Andrés negó con la cabeza. Intentó hablar un par de veces, pero cada que lo hacía, su boca no emitía sonido alguno.

―¿Te sientes mal? ―inquirió Dante, preocupado.

Andrés sacudió la cabeza y alzó una mano, pidiéndole que se calmara. Dante se enderezó en su asiento.

―Dame un minuto ―dijo Andrés finalmente, y se levantó sin esperar respuesta.

Dante se quedó pensativo durante casi cinco minutos, repasando en su mente toda la conversación, buscando en vano el momento en el que lo había estropeado todo. No se explicaba qué había dicho o hecho para que Andrés se pusiera así. No sabía ni siquiera por qué, pero ya estaba ensayando su disculpa, así como los posibles escenarios en los que todo aquello terminaría, uno de los cuales ―por alguna razón― involucraba a Andrés golpeándolo con una de las sillas del lugar.

Justo cuando Dante pensaba que Andrés se había escabullido discretamente fuera del café para no despedirse, éste regresó y se sentó frente a él. Se había mojado la cara; las puntas de su flequillo estaban empapadas. Tenía el semblante repuesto, y aquello alivió un poco la incertidumbre de Dante, aunque no del todo.

―Perdona, yo... ―Andrés hizo otra pausa, como si estuviera a punto de decir algo pero hubiera cambiado de opinión en el último momento―. No sé qué me pasó, pero ya estoy mejor. No fue mi intención asustarte.

Dante no supo si creerle, pero al verlo sonreírle de nuevo decidió que no le importaba. Recargó la barbilla sobre una de sus manos y suspiró.
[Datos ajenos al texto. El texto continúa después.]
mod common;

use std::sync::Arc;
use std::sync::atomic::{AtomicU32, Ordering};
use std::time::Duration;

use axum::Router;
use axum::extract::{Query, State};
use axum::http::StatusCode;
use axum::routing::get;
use pgadmin4_runtime::health::{
    HealthCheckSession, HealthPoller, HttpProbe, LaunchTiming, PollOutcome, Probe, STATUS_STARTED,
};
use serde::Deserialize;
use tokio::time::Instant;
use tokio_util::sync::CancellationToken;

use common::{QuietPresenter, serve};

#[derive(Deserialize)]
struct PingQuery {
    key: String,
}

/// Answers 503 for the first `warmup` pings, then 200 for the right key.
async fn ping(
    State((hits, warmup)): State<(Arc<AtomicU32>, u32)>,
    Query(q): Query<PingQuery>,
) -> StatusCode {
    let n = hits.fetch_add(1, Ordering::SeqCst);
    if q.key != "session" {
        StatusCode::UNAUTHORIZED
    } else if n < warmup {
        StatusCode::SERVICE_UNAVAILABLE
    } else {
        StatusCode::OK
    }
}

fn backend(warmup: u32) -> (Router, Arc<AtomicU32>) {
    let hits = Arc::new(AtomicU32::new(0));
    let app = Router::new()
        .route("/misc/ping", get(ping))
        .with_state((Arc::clone(&hits), warmup));
    (app, hits)
}

#[tokio::test]
async fn probe_accepts_2xx_only() {
    let (app, _) = backend(0);
    let addr = serve(app).await;

    let good = HttpProbe::new(format!("http://{addr}/misc/ping?key=session"), Duration::from_secs(5)).unwrap();
    let bad = HttpProbe::new(format!("http://{addr}/misc/ping?key=other"), Duration::from_secs(5)).unwrap();

    assert!(good.probe().await.is_ok());
    assert!(bad.probe().await.is_err());
}

#[tokio::test]
async fn connection_refused_is_a_failure() {
    let listener = std::net::TcpListener::bind("127.0.0.1:0").unwrap();
    let port = listener.local_addr().unwrap().port();
    drop(listener);

    let probe = HttpProbe::new(format!("http://127.0.0.1:{port}/misc/ping?key=session"), Duration::from_secs(5)).unwrap();

    assert!(probe.probe().await.is_err());
}

#[tokio::test]
async fn poller_waits_for_backend_warmup() {
    let (app, hits) = backend(2);
    let addr = serve(app).await;
    let url = format!("http://{addr}/misc/ping?key=session");
    let presenter = Arc::new(QuietPresenter::default());
    let poller = HealthPoller::new(
        HttpProbe::new(url.clone(), Duration::from_secs(10)).unwrap(),
        presenter.clone(),
    )
    .with_tick(Duration::from_millis(50));
    let now = Instant::now();
    let session = HealthCheckSession::new(url, now, Duration::from_secs(10));

    let outcome = poller
        .poll_until_healthy(
            &session,
            LaunchTiming {
                launch_started: now,
                spawned: now,
            },
            &CancellationToken::new(),
        )
        .await;

    assert_eq!(outcome, PollOutcome::Healthy { attempts: 3 });
    assert_eq!(hits.load(Ordering::SeqCst), 3);
    assert_eq!(
        presenter.statuses.lock().unwrap().last().map(String::as_str),
        Some(STATUS_STARTED)
    );
}
use std::path::PathBuf;

use clap::{Args as ClapArgs, Parser, Subcommand};

use pgadmin4_runtime::update::UpdateCheckParams;

#[derive(Parser, Debug)]
#[command(version, about = "pgAdmin 4 desktop runtime")]
pub struct Args {
    /// Sub‑commands (run, config)
    #[command(subcommand)]
    pub sub: Option<Cmd>,
}

#[derive(Subcommand, Debug)]
pub enum Cmd {
    /// Start the pgAdmin server and open it (default if no sub‑command)
    Run(RunArgs),
    /// Inspect or edit runtime_config.json
    Config {
        #[command(subcommand)]
        action: ConfigCmd,

        /// Directory holding runtime_config.json
        #[arg(long, global = true)]
        config_dir: Option<PathBuf>,
    },
}

#[derive(ClapArgs, Debug, Default)]
pub struct RunArgs {
    /// Directory holding runtime_config.json
    #[arg(long)]
    pub config_dir: Option<PathBuf>,

    /// Seconds to wait for the server (overrides connectionTimeout)
    #[arg(long)]
    pub timeout: Option<u64>,

    /// Do not check for updates after start
    #[arg(long)]
    pub no_auto_update: bool,

    /// Print the URL instead of opening a browser
    #[arg(long)]
    pub no_browser: bool,

    #[command(flatten)]
    pub update: UpdateArgs,
}

/// Release information for the update check; all five are needed.
#[derive(ClapArgs, Debug, Default)]
pub struct UpdateArgs {
    /// Release package location
    #[arg(long)]
    pub auto_update_url: Option<String>,

    #[arg(long)]
    pub upgrade_version: Option<String>,

    #[arg(long)]
    pub upgrade_version_int: Option<u64>,

    #[arg(long)]
    pub current_version_int: Option<u64>,

    #[arg(long)]
    pub product_name: Option<String>,
}

impl From<UpdateArgs> for UpdateCheckParams {
    fn from(args: UpdateArgs) -> Self {
        UpdateCheckParams {
            auto_update_url: args.auto_update_url,
            upgrade_version: args.upgrade_version,
            upgrade_version_int: args.upgrade_version_int,
            current_version_int: args.current_version_int,
            product_name: args.product_name,
        }
    }
}

#[derive(Subcommand, Debug)]
pub enum ConfigCmd {
    /// Print the stored configuration
    Show,
    /// Set a key; JSON values are stored typed, an empty value removes the key
    Set { key: String, value: String },
}
use std::path::{Path, PathBuf};
use std::sync::Mutex;

use serde::de::DeserializeOwned;
use serde::{Deserialize, Serialize};
use serde_json::{Map, Value};

use crate::error::ConfigError;

/// File name of the persisted runtime configuration.
pub const CONFIG_FILE_NAME: &str = "runtime_config.json";

/// Developer override file looked up in the working directory.
pub const DEV_CONFIG_FILE_NAME: &str = "dev_config.json";

/// Persisted key names. Some are camelCase, some snake_case; both are on-disk
/// formats shared with the web application and must not change.
pub mod keys {
    pub const FIXED_PORT: &str = "fixedPort";
    pub const PORT_NO: &str = "portNo";
    pub const CONNECTION_TIMEOUT: &str = "connectionTimeout";
    pub const OPEN_DOCS_IN_BROWSER: &str = "openDocsInBrowser";
    pub const ZOOM_LEVEL: &str = "zoomLevel";
    pub const BOUNDS: &str = "bounds";
    pub const UPDATE_DOWNLOADING: &str = "update_downloading";
    pub const UPDATE_DOWNLOADED: &str = "update_downloaded";
    pub const AUTO_UPDATE_ENABLED: &str = "auto_update_enabled";
}

pub const DEFAULT_PORT: u16 = 5050;
pub const DEFAULT_CONNECTION_TIMEOUT_SECS: u64 = 180;

/// Main window geometry.
#[derive(Debug, Clone, Copy, PartialEq, Serialize, Deserialize)]
pub struct Bounds {
    pub x: i32,
    pub y: i32,
    pub width: u32,
    pub height: u32,
}

/// Typed view of the runtime configuration.
#[derive(Debug, Clone, PartialEq)]
pub struct RuntimeConfig {
    pub fixed_port: bool,
    pub port_no: u16,
    pub connection_timeout: u64,
    pub open_docs_in_browser: bool,
    pub zoom_level: f64,
    pub update_downloading: bool,
    pub update_downloaded: bool,
    pub auto_update_enabled: bool,
    pub bounds: Option<Bounds>,
}

impl Default for RuntimeConfig {
    fn default() -> Self {
        Self {
            fixed_port: false,
            port_no: DEFAULT_PORT,
            connection_timeout: DEFAULT_CONNECTION_TIMEOUT_SECS,
            open_docs_in_browser: false,
            zoom_level: 0.0,
            update_downloading: false,
            update_downloaded: false,
            auto_update_enabled: true,
            bounds: None,
        }
    }
}

/// Values written to a fresh config file.
fn default_data() -> Map<String, Value> {
    let mut data = Map::new();
    data.insert(keys::FIXED_PORT.into(), Value::Bool(false));
    data.insert(keys::PORT_NO.into(), Value::from(DEFAULT_PORT));
    data.insert(
        keys::CONNECTION_TIMEOUT.into(),
        Value::from(DEFAULT_CONNECTION_TIMEOUT_SECS),
    );
    data.insert(keys::ZOOM_LEVEL.into(), Value::from(0));
    data
}

/// Durable key/value store backed by `runtime_config.json`.
///
/// Loaded once on start; every `set` writes the whole file back. Concurrent
/// writers are last-writer-wins per key.
#[derive(Debug)]
pub struct ConfigStore {
    path: PathBuf,
    data: Mutex<Map<String, Value>>,
}

impl ConfigStore {
    /// Load `path`, writing defaults when the file is missing.
    ///
    /// An unreadable or invalid file yields an empty store rather than an
    /// error so the runtime still launches with built-in defaults.
    pub fn open(path: impl Into<PathBuf>) -> Result<Self, ConfigError> {
        let path = path.into();

        if !path.exists() {
            log::warn!("Unable to read file {} not found.", path.display());
            let store = Self {
                path,
                data: Mutex::new(default_data()),
            };
            store.save()?;
            return Ok(store);
        }

        let data = match std::fs::read_to_string(&path) {
            Ok(raw) => match serde_json::from_str::<Value>(&raw) {
                Ok(Value::Object(map)) => map,
                Ok(_) | Err(_) => {
                    log::warn!("Invalid JSON in {}, ignoring stored values", path.display());
                    Map::new()
                }
            },
            Err(source) => return Err(ConfigError::Read { path, source }),
        };

        Ok(Self {
            path,
            data: Mutex::new(data),
        })
    }

    /// Open the store at its per-user location.
    pub fn open_default() -> Result<Self, ConfigError> {
        let dir = app_data_dir()?;
        Self::open(dir.join(CONFIG_FILE_NAME))
    }

    pub fn path(&self) -> &Path {
        &self.path
    }

    /// Read `key`, falling back to `default` when absent or of the wrong type.
    pub fn get<T: DeserializeOwned>(&self, key: &str, default: T) -> T {
        let data = self.data.lock().unwrap_or_else(|e| e.into_inner());
        data.get(key)
            .cloned()
            .and_then(|v| serde_json::from_value(v).ok())
            .unwrap_or(default)
    }

    /// Store `value` under `key` and write the file.
    ///
    /// `null` and the empty string delete the key.
    pub fn set<T: Serialize>(&self, key: &str, value: T) -> Result<(), ConfigError> {
        let value = serde_json::to_value(value)?;
        {
            let mut data = self.data.lock().unwrap_or_else(|e| e.into_inner());
            if is_empty_value(&value) {
                data.remove(key);
            } else {
                data.insert(key.to_string(), value);
            }
        }
        self.save()
    }

    /// Merge several keys in one write.
    pub fn set_many<I>(&self, entries: I) -> Result<(), ConfigError>
    where
        I: IntoIterator<Item = (&'static str, Value)>,
    {
        {
            let mut data = self.data.lock().unwrap_or_else(|e| e.into_inner());
            for (key, value) in entries {
                data.insert(key.to_string(), value);
            }
        }
        self.save()
    }

    /// Typed snapshot, each key read on its own so one bad value only
    /// resets that key to its default.
    pub fn snapshot(&self) -> RuntimeConfig {
        let d = RuntimeConfig::default();
        RuntimeConfig {
            fixed_port: self.get(keys::FIXED_PORT, d.fixed_port),
            port_no: self.get(keys::PORT_NO, d.port_no),
            connection_timeout: self.get(keys::CONNECTION_TIMEOUT, d.connection_timeout),
            open_docs_in_browser: self.get(keys::OPEN_DOCS_IN_BROWSER, d.open_docs_in_browser),
            zoom_level: self.get(keys::ZOOM_LEVEL, d.zoom_level),
            update_downloading: self.get(keys::UPDATE_DOWNLOADING, d.update_downloading),
            update_downloaded: self.get(keys::UPDATE_DOWNLOADED, d.update_downloaded),
            auto_update_enabled: self.get(keys::AUTO_UPDATE_ENABLED, d.auto_update_enabled),
            bounds: self.get(keys::BOUNDS, d.bounds),
        }
    }

    /// Raw JSON of the whole store.
    pub fn to_pretty_json(&self) -> Result<String, ConfigError> {
        let data = self.data.lock().unwrap_or_else(|e| e.into_inner());
        Ok(to_json_4(&Value::Object(data.clone()))?)
    }

    fn save(&self) -> Result<(), ConfigError> {
        let body = self.to_pretty_json()?;
        if let Some(parent) = self.path.parent() {
            std::fs::create_dir_all(parent).map_err(|source| ConfigError::Write {
                path: self.path.clone(),
                source,
            })?;
        }
        std::fs::write(&self.path, body).map_err(|source| ConfigError::Write {
            path: self.path.clone(),
            source,
        })
    }
}

fn is_empty_value(value: &Value) -> bool {
    match value {
        Value::Null => true,
        Value::String(s) => s.is_empty(),
        _ => false,
    }
}

// Four-space indentation, matching what the web application writes.
fn to_json_4(value: &Value) -> Result<String, serde_json::Error> {
    let mut buf = Vec::new();
    let formatter = serde_json::ser::PrettyFormatter::with_indent(b"    ");
    let mut ser = serde_json::Serializer::with_formatter(&mut buf, formatter);
    value.serialize(&mut ser)?;
    Ok(String::from_utf8_lossy(&buf).into_owned())
}

/// Roaming per-user directory for configuration.
///
/// - Windows: `%APPDATA%\pgadmin`
/// - macOS: `~/Library/Preferences/pgadmin`
/// - Linux: `$XDG_CONFIG_HOME/pgadmin` or `~/.config/pgadmin`
pub fn app_data_dir() -> Result<PathBuf, ConfigError> {
    cfg_if::cfg_if! {
        if #[cfg(target_os = "macos")] {
            let base = dirs::preference_dir();
        } else {
            let base = dirs::config_dir();
        }
    }
    ensure_dir(base.ok_or(ConfigError::MissingDir("config"))?.join("pgadmin"))
}

/// Local per-user directory for logs.
///
/// - Windows: `%LOCALAPPDATA%\pgadmin`
/// - macOS: `~/Library/Application Support/pgadmin`
/// - Linux: `$XDG_DATA_HOME/pgadmin` or `~/.local/share/pgadmin`
pub fn local_app_data_dir() -> Result<PathBuf, ConfigError> {
    let base = dirs::data_local_dir().ok_or(ConfigError::MissingDir("local data"))?;
    ensure_dir(base.join("pgadmin"))
}

fn ensure_dir(dir: PathBuf) -> Result<PathBuf, ConfigError> {
    std::fs::create_dir_all(&dir).map_err(|source| ConfigError::Write {
        path: dir.clone(),
        source,
    })?;
    Ok(dir)
}

/// Developer overrides for the interpreter and web application paths.
#[derive(Debug, Clone, Default, Deserialize)]
pub struct DevConfig {
    #[serde(rename = "pythonPath")]
    pub python_path: Option<PathBuf>,
    #[serde(rename = "pgadminFile")]
    pub pgadmin_file: Option<PathBuf>,
}

impl DevConfig {
    /// Load `dev_config.json` if present. Parse errors are logged and ignored.
    pub fn load(path: &Path) -> Option<Self> {
        let raw = std::fs::read_to_string(path).ok()?;
        match serde_json::from_str(&raw) {
            Ok(cfg) => {
                log::info!("Using developer overrides from {}", path.display());
                Some(cfg)
            }
            Err(e) => {
                log::warn!("Ignoring invalid {}: {e}", path.display());
                None
            }
        }
    }
}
―Tal vez tomaste mucho café.

―Sí, seguramente es eso.

―Además ya es tarde, a mí a veces también me pasa. Ya sabes, cosas de señores.

―¡Oye!

Sus risas despejaron el ambiente, devolviéndole aquella aura acogedora y cálida que contrastaba con el frío de la calle. El invierno en Monterrey era implacable, y el que se avecinaba amenazaba con ser el más gélido en tiempos recientes.

Andrés había decidido seguir huyendo, al menos por ahora.

Pero el tiempo, así como el invierno, terminaría por alcanzarlo tarde o temprano.